Hmmm. Let's see software that deals with external devices and events:

Browsers, compilers, operating systems, databases, communications systems, radar system, weapons systems, guidance systems, mp3 sofware, windtunnel software, engine management systems, video games, avionics, disk/tape/display/CD/DVD/USB/Printer/Network card/etc. device drivers, camera software, picture editing software, spreadsheets, editors, interpreters, Genome analysis, web servers, ftp, network OS, viruses, trojans, XML, stock control, calculators, phone software, microwaves, washing machines, accounting software, central heating controllers, tills, atms, petrol pumps, clocks, satellites ....

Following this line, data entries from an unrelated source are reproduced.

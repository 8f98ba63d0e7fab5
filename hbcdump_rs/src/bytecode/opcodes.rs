//! Instruction set table and decoder.

use std::fmt;

use thiserror::Error;

/// Encoding of a single operand.
#[derive(Debug, Clone, Copy, PartialEq, Eq)]
pub enum OperandKind {
    Reg8,
    UInt8,
    UInt32,
    Imm32,
    /// Signed jump distance, relative to the start of the instruction.
    Addr8,
    StringId,
    FunctionId,
}

impl OperandKind {
    pub fn width(self) -> usize {
        match self {
            OperandKind::Reg8 | OperandKind::UInt8 | OperandKind::Addr8 => 1,
            OperandKind::UInt32 | OperandKind::Imm32 | OperandKind::StringId => 4,
            OperandKind::FunctionId => 4,
        }
    }
}

use OperandKind::*;

macro_rules! opcodes {
    ($($name:ident = $byte:literal [$($kind:ident),*]),* $(,)?) => {
        #[derive(Debug, Clone, Copy, PartialEq, Eq, Hash, PartialOrd, Ord)]
        #[repr(u8)]
        pub enum Opcode {
            $($name = $byte),*
        }

        impl Opcode {
            pub const ALL: &'static [Opcode] = &[$(Opcode::$name),*];

            pub fn from_byte(byte: u8) -> Option<Self> {
                match byte {
                    $($byte => Some(Opcode::$name),)*
                    _ => None,
                }
            }

            pub fn name(self) -> &'static str {
                match self {
                    $(Opcode::$name => stringify!($name)),*
                }
            }

            pub fn operands(self) -> &'static [OperandKind] {
                match self {
                    $(Opcode::$name => &[$($kind),*]),*
                }
            }
        }
    };
}

opcodes! {
    Unreachable = 0 [],
    Mov = 1 [Reg8, Reg8],
    LoadConstUInt8 = 2 [Reg8, UInt8],
    LoadConstInt = 3 [Reg8, Imm32],
    LoadConstString = 4 [Reg8, StringId],
    LoadParam = 5 [Reg8, UInt8],
    GetGlobalObject = 6 [Reg8],
    Add = 7 [Reg8, Reg8, Reg8],
    Sub = 8 [Reg8, Reg8, Reg8],
    Mul = 9 [Reg8, Reg8, Reg8],
    Less = 10 [Reg8, Reg8, Reg8],
    Jmp = 11 [Addr8],
    JmpTrue = 12 [Addr8, Reg8],
    JmpFalse = 13 [Addr8, Reg8],
    Call = 14 [Reg8, Reg8, UInt8],
    CreateClosure = 15 [Reg8, Reg8, FunctionId],
    Ret = 16 [Reg8],
}

impl Opcode {
    /// Encoded size in bytes, opcode byte included.
    pub fn size(self) -> usize {
        1 + self.operands().iter().map(|k| k.width()).sum::<usize>()
    }
}

impl fmt::Display for Opcode {
    fn fmt(&self, f: &mut fmt::Formatter<'_>) -> fmt::Result {
        f.write_str(self.name())
    }
}

/// A decoded operand value.
#[derive(Debug, Clone, Copy, PartialEq, Eq)]
pub enum Operand {
    Reg(u8),
    UInt(u32),
    Imm(i32),
    Addr(i8),
    StringId(u32),
    FunctionId(u32),
}

impl fmt::Display for Operand {
    fn fmt(&self, f: &mut fmt::Formatter<'_>) -> fmt::Result {
        match self {
            Operand::Reg(r) => write!(f, "r{r}"),
            Operand::UInt(v) => write!(f, "{v}"),
            Operand::Imm(v) => write!(f, "{v}"),
            Operand::Addr(d) => write!(f, "{d:+}"),
            Operand::StringId(id) => write!(f, "$s{id}"),
            Operand::FunctionId(id) => write!(f, "$f{id}"),
        }
    }
}

#[derive(Debug, Clone, PartialEq, Eq)]
pub struct Instruction {
    /// Offset from the start of the function body.
    pub offset: u32,
    pub opcode: Opcode,
    pub operands: Vec<Operand>,
}

impl Instruction {
    /// Encoded size in bytes.
    pub fn size(&self) -> u32 {
        self.opcode.size() as u32
    }

    /// Function-relative target of a jump, if this instruction has one.
    pub fn jump_target(&self) -> Option<u32> {
        self.operands.iter().find_map(|op| match op {
            Operand::Addr(d) => u32::try_from(i64::from(self.offset) + i64::from(*d)).ok(),
            _ => None,
        })
    }
}

#[derive(Debug, Error, Clone, Copy, PartialEq, Eq)]
pub enum DecodeError {
    #[error("unknown opcode {byte:#04x} at {offset:#06x}")]
    UnknownOpcode { offset: u32, byte: u8 },

    #[error("{opcode} at {offset:#06x} is truncated")]
    Truncated { offset: u32, opcode: Opcode },
}

impl DecodeError {
    pub fn offset(&self) -> u32 {
        match self {
            DecodeError::UnknownOpcode { offset, .. } | DecodeError::Truncated { offset, .. } => {
                *offset
            }
        }
    }
}

/// Iterator over the instructions of one function body.
///
/// Yields at most one error, after which it is exhausted.
pub struct Instructions<'a> {
    body: &'a [u8],
    pos: usize,
    failed: bool,
}

pub fn decode(body: &[u8]) -> Instructions<'_> {
    Instructions {
        body,
        pos: 0,
        failed: false,
    }
}

impl Iterator for Instructions<'_> {
    type Item = Result<Instruction, DecodeError>;

    fn next(&mut self) -> Option<Self::Item> {
        if self.failed || self.pos >= self.body.len() {
            return None;
        }
        let offset = self.pos as u32;
        let byte = self.body[self.pos];
        let Some(opcode) = Opcode::from_byte(byte) else {
            self.failed = true;
            return Some(Err(DecodeError::UnknownOpcode { offset, byte }));
        };
        if self.pos + opcode.size() > self.body.len() {
            self.failed = true;
            return Some(Err(DecodeError::Truncated { offset, opcode }));
        }

        let mut cursor = self.pos + 1;
        let mut operands = Vec::with_capacity(opcode.operands().len());
        for kind in opcode.operands() {
            let raw = &self.body[cursor..cursor + kind.width()];
            cursor += kind.width();
            let wide = || u32::from_le_bytes([raw[0], raw[1], raw[2], raw[3]]);
            operands.push(match kind {
                OperandKind::Reg8 => Operand::Reg(raw[0]),
                OperandKind::UInt8 => Operand::UInt(u32::from(raw[0])),
                OperandKind::Addr8 => Operand::Addr(raw[0] as i8),
                OperandKind::UInt32 => Operand::UInt(wide()),
                OperandKind::Imm32 => Operand::Imm(wide() as i32),
                OperandKind::StringId => Operand::StringId(wide()),
                OperandKind::FunctionId => Operand::FunctionId(wide()),
            });
        }
        self.pos = cursor;
        Some(Ok(Instruction {
            offset,
            opcode,
            operands,
        }))
    }
}

/// Append one encoded instruction to `buf`.
///
/// `operands` are taken in table order and truncated to each operand's width.
///
/// # Panics
///
/// Panics if the operand count does not match the opcode's table entry.
pub fn emit(buf: &mut Vec<u8>, opcode: Opcode, operands: &[i64]) {
    assert_eq!(
        operands.len(),
        opcode.operands().len(),
        "{opcode} takes {} operands",
        opcode.operands().len()
    );
    buf.push(opcode as u8);
    for (kind, value) in opcode.operands().iter().zip(operands) {
        match kind.width() {
            1 => buf.push(*value as u8),
            _ => buf.extend_from_slice(&(*value as u32).to_le_bytes()),
        }
    }
}
impl Analysis for ProfileAnalyzer<'_> {
    fn dump_function_stats(&self, out: &mut dyn Write) -> InspectResult {
        let profiled = self.profiled()?;
        let total = Self::total_executed(profiled);
        let mut rows: Vec<(u32, u64)> = Self::executed_per_function(profiled)
            .into_iter()
            .filter(|&(_, executed)| executed > 0)
            .collect();
        rows.sort_by(|a, b| b.1.cmp(&a.1).then(a.0.cmp(&b.0)));

        writeln!(out, "Function stats ({total} instructions executed):")?;
        writeln!(out, "{:>8} {:>12} {:>8}  Function", "Id", "Executed", "Share")?;
        for (id, executed) in rows {
            writeln!(
                out,
                "{:>8} {:>12} {:>7.2}%  {}",
                format!("#{id}"),
                executed,
                percent(executed, total),
                self.describe_function(id)
            )?;
        }
        Ok(())
    }

    fn dump_used_function_ids(&self, out: &mut dyn Write) -> InspectResult {
        let profiled = self.profiled()?;
        let used: BTreeSet<u32> = profiled
            .blocks
            .iter()
            .filter(|b| b.count > 0)
            .map(|b| b.function)
            .collect();
        for id in used {
            writeln!(out, "{id}")?;
        }
        Ok(())
    }

    fn dump_function_basic_block_stat(&self, id: u32, out: &mut dyn Write) -> InspectResult {
        self.check_function(id)?;
        let profiled = self.profiled()?;
        writeln!(out, "Basic blocks of {}#{id}:", self.describe_function(id))?;
        writeln!(
            out,
            "{:>15} {:>10} {:>6} {:>10}",
            "Range", "Hits", "Insts", "Executed"
        )?;
        for block in profiled.blocks.iter().filter(|b| b.function == id) {
            writeln!(
                out,
                "  {:#06x}-{:#06x} {:>10} {:>6} {:>10}",
                block.start,
                block.end,
                block.count,
                block.instructions,
                block.executed()
            )?;
        }
        Ok(())
    }

    fn dump_instruction_stats(&self, out: &mut dyn Write) -> InspectResult {
        let profiled = self.profiled()?;
        let total = Self::total_executed(profiled);
        let mut per_opcode: BTreeMap<&'static str, u64> = BTreeMap::new();
        for block in &profiled.blocks {
            let Some(body) = self.instructions.get(block.function as usize) else {
                continue;
            };
            for inst in body
                .iter()
                .filter(|inst| (block.start..block.end).contains(&inst.offset))
            {
                let count = per_opcode.entry(inst.opcode.name()).or_insert(0u64);
                *count = count.saturating_add(block.count);
            }
        }
        let mut rows: Vec<(&str, u64)> = per_opcode.into_iter().collect();
        rows.sort_by(|a, b| b.1.cmp(&a.1).then(a.0.cmp(b.0)));

        writeln!(out, "Instruction stats ({total} instructions executed):")?;
        for (name, count) in rows {
            writeln!(
                out,
                "  {name:<18}{count:>12} {:>7.2}%",
                percent(count, total)
            )?;
        }
        Ok(())
    }

    fn dump_io(&self, out: &mut dyn Write) -> InspectResult {
        let profiled = self.profiled()?;
        let base = self.module.bytecode_offset();
        let page_count = self.module.file_size().div_ceil(PAGE_SIZE).max(1);

        let mut touched = BTreeSet::new();
        let mut first_touch = Vec::new();
        for entry in &profiled.trace.trace {
            let Some(func) = self.module.function(entry.function) else {
                continue;
            };
            let page = (base + func.offset as usize + entry.offset as usize) / PAGE_SIZE;
            if touched.insert(page) {
                first_touch.push(page);
            }
        }

        writeln!(out, "IO working set ({PAGE_SIZE}-byte pages):")?;
        writeln!(
            out,
            "  Pages touched: {} of {} ({:.2}%)",
            touched.len(),
            page_count,
            percent(touched.len() as u64, page_count as u64)
        )?;
        let order: Vec<String> = first_touch.iter().map(usize::to_string).collect();
        writeln!(out, "  First-touch order: {}", order.join(" "))?;
        writeln!(out, "  Page map:")?;
        for line_start in (0..page_count).step_by(PAGES_PER_MAP_LINE) {
            let line_end = (line_start + PAGES_PER_MAP_LINE).min(page_count);
            let cells: String = (line_start..line_end)
                .map(|page| if touched.contains(&page) { '#' } else { '.' })
                .collect();
            writeln!(out, "    {:08x}  {cells}", line_start * PAGE_SIZE)?;
        }
        Ok(())
    }

    fn dump_basic_block_stats(&self, out: &mut dyn Write) -> InspectResult {
        let profiled = self.profiled()?;
        let total = Self::total_executed(profiled);
        let mut hot: Vec<&BlockStat> = profiled.blocks.iter().filter(|b| b.count > 0).collect();
        hot.sort_by(|a, b| {
            b.executed()
                .cmp(&a.executed())
                .then(a.function.cmp(&b.function))
                .then(a.start.cmp(&b.start))
        });

        writeln!(out, "Top {TOP_BLOCKS} hot basic blocks:")?;
        for block in hot.into_iter().take(TOP_BLOCKS) {
            writeln!(
                out,
                "  {:>12} {:>7.2}%  {}#{} [{:#06x}, {:#06x})",
                block.executed(),
                percent(block.executed(), total),
                self.module.function_name(block.function),
                block.function,
                block.start,
                block.end
            )?;
        }
        Ok(())
    }

    fn dump_string(&self, id: u32, out: &mut dyn Write) -> InspectResult {
        let text = self.module.string(id).ok_or(InspectError::NoSuchString(id))?;
        writeln!(out, "{text}")?;
        Ok(())
    }

    fn dump_file_name(&self, id: u32, out: &mut dyn Write) -> InspectResult {
        let name = self
            .module
            .filename(id)
            .ok_or(InspectError::NoSuchFilename(id))?;
        writeln!(out, "{name}")?;
        Ok(())
    }

    fn dump_function_info(&self, id: u32, out: &mut dyn Write) -> InspectResult {
        let info = self
            .function_info(id)
            .ok_or(InspectError::NoSuchFunction(id))?;
        serde_json::to_writer_pretty(&mut *out, &info).map_err(std::io::Error::from)?;
        writeln!(out)?;
        Ok(())
    }

    fn dump_all_function_info(&self, out: &mut dyn Write) -> InspectResult {
        let infos: Vec<FunctionInfo<'_>> = (0..self.module.function_count())
            .filter_map(|id| self.function_info(id))
            .collect();
        serde_json::to_writer_pretty(&mut *out, &infos).map_err(std::io::Error::from)?;
        writeln!(out)?;
        Ok(())
    }

    fn dump_summary(&self, out: &mut dyn Write) -> InspectResult {
        let m = self.module;
        writeln!(out, "Summary:")?;
        writeln!(out, "  File size: {} bytes", m.file_size())?;
        writeln!(out, "  Functions: {}", m.function_count())?;
        writeln!(out, "  Strings: {}", m.string_count())?;
        writeln!(out, "  Filenames: {}", m.filename_count())?;
        writeln!(out, "  Bytecode: {} bytes", m.bytecode().len())?;
        writeln!(
            out,
            "  Instructions: {}",
            self.instructions.iter().map(Vec::len).sum::<usize>()
        )?;
        writeln!(out, "  Epilogue: {} bytes", m.epilogue().len())?;
        if let Some(profiled) = &self.profile {
            let used = Self::executed_per_function(profiled)
                .values()
                .filter(|&&executed| executed > 0)
                .count();
            writeln!(out, "  Profiled blocks: {}", profiled.blocks.len())?;
            writeln!(
                out,
                "  Executed instructions: {}",
                Self::total_executed(profiled)
            )?;
            writeln!(
                out,
                "  Functions executed: {used}/{}",
                m.function_count()
            )?;
        }
        Ok(())
    }

    fn function_from_virtual_offset(&self, virtual_offset: u32) -> Option<u32> {
        self.module.function_at_virtual_offset(virtual_offset)
    }

    fn dump_epilogue(&self, out: &mut dyn Write) -> InspectResult {
        let epilogue = self.module.epilogue();
        writeln!(out, "Epilogue ({} bytes):", epilogue.len())?;
        for (row, chunk) in epilogue.chunks(16).enumerate() {
            let hex: Vec<String> = chunk.iter().map(|b| format!("{b:02x}")).collect();
            let ascii: String = chunk
                .iter()
                .map(|&b| {
                    if b.is_ascii_graphic() || b == b' ' {
                        b as char
                    } else {
                        '.'
                    }
                })
                .collect();
            writeln!(out, "  {:08x}  {:<47}  |{ascii}|", row * 16, hex.join(" "))?;
        }
        Ok(())
    }
}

Although I've heard rumors of old fogies using C and Fortran and running compute intensive simulations for hours and days and months. But its just a rumor, so you can safely discount it.

Counterpoint?


Examine what is said, not who speaks -- Silence betokens consent -- Love the truth but pardon error.
Lingua non convalesco, consenesco et abolesco. -- Rule 1 has a caveat! -- Who broke the cabal?
"Science is about questioning the status quo. Questioning authority".
The "good enough" maybe good enough for the now, and perfection maybe unobtainable, but that should not preclude us from striving for perfection, when time, circumstance or desire allow.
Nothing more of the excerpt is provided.